In fact, the original intention of this text was to dampen down fears and to quell the panic. Mark was asking his community to be patient in the face of present persecution. He was saying to them, "Look, did not the Master when he was with us warn us that these things would happen. Why panic now? Why are you surprised? Did he not assure us that eventual victory would rest with the just who endure. So hang in and stay the course." Ironically that text that was originally written to forestall panic was used subsequently to spark off panic. "No one knows the day or the hour" Jesus told his followers.

This conviction that the end of the world was imminent caused all sorts of difficulties for the early church. Paul had particular difficulties with it. So convinced were some of his communities of the immediate end that they refused to work. It just wasn't worth their while. What is the point in working today and worrying about any long-term plans or goals? For example, when the people of Thessalonica heard of this group in their locality, many of them abandoned their farms and olive groves and took refuge in the Christian community which Paul had once established. Of course the only conviction they brought into the community was that work was pointless. The leader of the community had written to Paul about this problem. Paul replied to them in the following terms: "We gave you a rule when we were with you: not to let anyone have any food if he refused to do any work. Now we hear that there are some of you who are living in idleness, doing no work themselves, but interfering with everyone else's. In the Lord Jesus Christ, we order and call on people of this kind to go on quietly working and earning the food that they eat."

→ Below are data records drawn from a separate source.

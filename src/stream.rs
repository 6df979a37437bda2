//! Framed access to raw transport streams.
//!
//! A single connection with a peer may carry many different
//! notification protocols simultaneously. The transport multiplexes
//! them into independent bidirectional streams, here we deal only
//! with turning one such stream into a sequence of length-prefixed
//! frames.

use {
  crate::{
    codec::{Codec, Error},
    pool::BufferPool,
    transport::BoxedStream,
  },
  asynchronous_codec::{Decoder, Encoder},
  bytes::{Bytes, BytesMut},
  dashmap::DashMap,
  futures::{AsyncReadExt, AsyncWriteExt},
  libp2p::PeerId,
  metrics::counter,
  std::{
    fmt::Debug,
    sync::{
      atomic::{AtomicU64, Ordering},
      Arc,
    },
    time::Duration,
  },
  tokio::time::Instant,
};

/// Size of a single read from the underlying stream.
const READ_CHUNK: usize = 4096;

/// Unique identifier of a stream within this process.
pub type StreamId = u64;

static NEXT_STREAM_ID: AtomicU64 = AtomicU64::new(1);

/// Number of bytes exchanged with one peer.
#[derive(Debug, Clone, Copy, Default, PartialEq, Eq)]
pub struct PeerBandwidth {
  pub inbound: u64,
  pub outbound: u64,
}

/// Bandwidth accounting for all streams opened by the network.
///
/// Every byte read from or written to a framed stream is recorded
/// here, both as a network total and per remote peer.
#[derive(Debug, Default)]
pub struct Bandwidth {
  inbound: AtomicU64,
  outbound: AtomicU64,
  peers: DashMap<PeerId, PeerBandwidth>,
}

impl Bandwidth {
  pub fn total_inbound(&self) -> u64 {
    self.inbound.load(Ordering::Relaxed)
  }

  pub fn total_outbound(&self) -> u64 {
    self.outbound.load(Ordering::Relaxed)
  }

  pub fn peer(&self, peer: &PeerId) -> Option<PeerBandwidth> {
    self.peers.get(peer).map(|entry| *entry)
  }

  /// Drops per-peer counters, network totals are kept.
  pub fn forget(&self, peer: &PeerId) {
    self.peers.remove(peer);
  }

  fn record_inbound(&self, peer: &PeerId, bytes: usize) {
    self.inbound.fetch_add(bytes as u64, Ordering::Relaxed);
    self.peers.entry(*peer).or_default().inbound += bytes as u64;
    counter!("bandwidth_inbound_bytes", bytes as u64);
  }

  fn record_outbound(&self, peer: &PeerId, bytes: usize) {
    self.outbound.fetch_add(bytes as u64, Ordering::Relaxed);
    self.peers.entry(*peer).or_default().outbound += bytes as u64;
    counter!("bandwidth_outbound_bytes", bytes as u64);
  }
}

/// A transport stream with a remote peer on one protocol, read and
/// written in whole frames.
///
/// The read buffer is borrowed from the buffer pool for the lifetime
/// of the stream and handed back when the stream is dropped.
pub struct Substream {
  id: StreamId,
  peer: PeerId,
  protocol: String,
  io: BoxedStream,
  codec: Codec,
  read_buffer: BytesMut,
  pool: Arc<BufferPool>,
  bandwidth: Arc<Bandwidth>,
  /// Opening time until the first frame is written.
  last_write: Instant,
}

impl Substream {
  pub fn new(
    peer: PeerId,
    protocol: String,
    io: BoxedStream,
    max_message_size: usize,
    pool: Arc<BufferPool>,
    bandwidth: Arc<Bandwidth>,
  ) -> Self {
    Self {
      id: NEXT_STREAM_ID.fetch_add(1, Ordering::Relaxed),
      peer,
      protocol,
      io,
      codec: Codec::new(max_message_size),
      read_buffer: pool.get(),
      pool,
      bandwidth,
      last_write: Instant::now(),
    }
  }

  pub fn id(&self) -> StreamId {
    self.id
  }

  pub fn peer(&self) -> &PeerId {
    &self.peer
  }

  pub fn protocol(&self) -> &str {
    &self.protocol
  }

  /// Time since the last frame was written, or since the stream was
  /// opened if nothing was written yet.
  pub fn idle_for(&self) -> Duration {
    self.last_write.elapsed()
  }

  /// Changes the frame size limit for subsequent reads and writes.
  ///
  /// Request-response streams use different limits for the request
  /// and the response. Only call this between frames.
  pub fn set_max_message_size(&mut self, max_message_size: usize) {
    self.codec = Codec::new(max_message_size);
  }

  /// Waits for the next complete frame.
  ///
  /// Frames whose announced length exceeds the protocol maximum
  /// fail before their payload is buffered. A stream closed by the
  /// remote side yields [`Error::Eof`]. Cancelling this future
  /// between reads does not lose any bytes.
  pub async fn read_frame(&mut self) -> Result<Bytes, Error> {
    let mut chunk = [0u8; READ_CHUNK];
    loop {
      if let Some(frame) = self.codec.decode(&mut self.read_buffer)? {
        return Ok(frame);
      }

      let read = self.io.read(&mut chunk).await?;
      if read == 0 {
        return Err(Error::Eof);
      }

      self.bandwidth.record_inbound(&self.peer, read);
      self.read_buffer.extend_from_slice(&chunk[..read]);
    }
  }

  /// Writes one frame and flushes it.
  ///
  /// Payloads longer than the protocol maximum are rejected before
  /// anything is written to the stream.
  pub async fn write_frame(&mut self, payload: Bytes) -> Result<(), Error> {
    let mut buffer = self.pool.get();
    if let Err(e) = self.codec.encode(payload, &mut buffer) {
      self.pool.put(buffer);
      return Err(e);
    }

    let result = match self.io.write_all(&buffer).await {
      Ok(()) => self.io.flush().await,
      Err(e) => Err(e),
    };

    if result.is_ok() {
      self.bandwidth.record_outbound(&self.peer, buffer.len());
      self.last_write = Instant::now();
    }

    self.pool.put(buffer);
    Ok(result?)
  }

  /// Closes the write half of the stream.
  ///
  /// The remote end observes end of stream on its read side, our read
  /// side stays usable until the remote closes its write half.
  pub async fn close(&mut self) -> Result<(), Error> {
    Ok(self.io.close().await?)
  }
}

impl Drop for Substream {
  fn drop(&mut self) {
    self.pool.put(std::mem::take(&mut self.read_buffer));
  }
}

impl Debug for Substream {
  fn fmt(&self, f: &mut std::fmt::Formatter<'_>) -> std::fmt::Result {
    f.debug_struct("Substream")
      .field("id", &self.id)
      .field("peer", &self.peer)
      .field("protocol", &self.protocol)
      .finish()
  }
}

Here Paul expresses a way of thinking that was to gain widespread acceptance in the Christian church: The Lord Jesus is primarily encountered, not at the end of this life or at the end of this world, but within our world, but primarily through our relationships and through our work in this world. Christianity should never be seen as an escape from the world. On the contrary: it points to the world as our meeting place with our God.